PAI: your personal AI 100% local inspired by Google's Project Astra
Posted by Such_Advantage_6949@reddit | LocalLLaMA | View on Reddit | 17 comments
Inspired by Google's Project Astra, I have created an App for audio + video chat bot that is 100% local and open source.
Features:
- iOS app
- 100% locally hosted
- Open Source
- Visual Question answer
- Streaming via RTC & Livekit for low latency
- Screen Sharing
- Live transcription
- Change LLM to any model supported by Exllama v2
Here is a short 2 mins demo: https://youtu.be/pNksZ_lXqgs
Repo: https://github.com/remichu-ai/pai.git
This is a STT + LLM + TTS, so feel free to skip if it is deal breaker for you.
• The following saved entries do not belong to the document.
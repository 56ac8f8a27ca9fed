pub mod cli;
pub mod config;
pub mod git;
pub mod resolver;

mod api;

pub use api::{Kclone, KcloneBuilder, KcloneError};
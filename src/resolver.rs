use std::{
    fmt::Display,
    path::{Component, Path, PathBuf},
    sync::OnceLock,
};

use regex_lite::Regex;
use thiserror::Error;

/// Directory created under the workspace root that holds every clone.
pub const WORKSPACE_DIRECTORY_NAME: &str = "gitworks";

#[derive(Error, Debug, PartialEq, Eq)]
pub enum ResolveError {
    #[error("Invalid git url `{0}`, expected `https://host/owner/repo.git` or `git@host:owner/repo.git`")]
    InvalidUrl(String),
}

/// Host and repository path extracted from a git url.
#[derive(Debug, Clone, PartialEq, Eq, Hash)]
pub struct UrlComponents {
    pub host: String,
    /// Everything between the host separator and the `.git` suffix, always `/` separated.
    pub repo_path: String,
}

impl UrlComponents {
    pub fn parse(url: &str) -> Result<UrlComponents, ResolveError> {
        let invalid = || ResolveError::InvalidUrl(url.to_owned());

        let captures = url_regex().captures(url).ok_or_else(invalid)?;
        let host = captures.name("host").ok_or_else(invalid)?.as_str();
        let repo_path = captures.name("path").ok_or_else(invalid)?.as_str();

        if !is_plain_segment(host) || !repo_path.split('/').all(is_plain_segment) {
            return Err(invalid());
        }

        Ok(UrlComponents {
            host: host.to_owned(),
            repo_path: repo_path.to_owned(),
        })
    }

    /// Path of the clone relative to the workspace root.
    pub fn to_path(&self) -> PathBuf {
        let mut result = PathBuf::from(WORKSPACE_DIRECTORY_NAME);

        result.push(&self.host);
        for segment in self.repo_path.split('/') {
            result.push(segment);
        }

        result
    }
}

impl Display for UrlComponents {
    fn fmt(&self, f: &mut std::fmt::Formatter) -> std::fmt::Result {
        write!(f, "{}/{}", self.host, self.repo_path)
    }
}

/// Local destination of a clone, derived from a url and a workspace root.
#[derive(Debug, Clone, PartialEq, Eq)]
pub struct ClonePath {
    components: UrlComponents,
    path: PathBuf,
}

impl ClonePath {
    pub fn components(&self) -> &UrlComponents {
        &self.components
    }

    pub fn path(&self) -> &Path {
        &self.path
    }

    pub fn into_path_buf(self) -> PathBuf {
        self.path
    }
}

impl AsRef<Path> for ClonePath {
    fn as_ref(&self) -> &Path {
        &self.path
    }
}

impl Display for ClonePath {
    fn fmt(&self, f: &mut std::fmt::Formatter) -> std::fmt::Result {
        write!(f, "{}", self.path.display())
    }
}

/// Resolves `url` to `<workspace_root>/gitworks/<host>/<repo path>`.
pub fn resolve(url: &str, workspace_root: &Path) -> Result<ClonePath, ResolveError> {
    let components = UrlComponents::parse(url)?;
    let path = workspace_root.join(components.to_path());
    Ok(ClonePath { components, path })
}

fn url_regex() -> &'static Regex {
    static URL_REGEX: OnceLock<Regex> = OnceLock::new();
    URL_REGEX.get_or_init(|| {
        Regex::new(
            r"^(?:https?://|[0-9A-Za-z._-]+@)(?P<host>[0-9A-Za-z.]+)[/:](?P<path>.+)\.git$",
        )
        .unwrap()
    })
}

// Segments become directory names, so anything that could walk out of the
// workspace or act as a separator or drive prefix on another platform is refused.
fn is_plain_segment(segment: &str) -> bool {
    if segment.is_empty() || segment.contains(['\\', ':']) {
        return false;
    }
    let mut components = Path::new(segment).components();
    matches!(
        (components.next(), components.next()),
        (Some(Component::Normal(_)), None)
    )
}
Numerous-Aerie-5265@reddit
A bit confused about the backend, do I just install gallama on my pc and input its server and authentication IP into the mobile app?
Such_Advantage_6949@reddit (OP)
You can refer to the pai-agent repo. On top of the gallama end, there need to be the pai agent running, as well as livekit and authentication server. The setup is more complicate than normal llm backend cause it need to handle audio and video live streaming (which is via webrtc protocol)
I suggest the easiest way to start is to look into the readme and docker compose file of pai-agent repo, the docker-compose outline everything needed to run. if you have further question, just raise an issue on github and i will try to assist as much as i can.
bennmann@reddit
Will you make an HTML5 front end GUI that is future proof regardless of handheld OS?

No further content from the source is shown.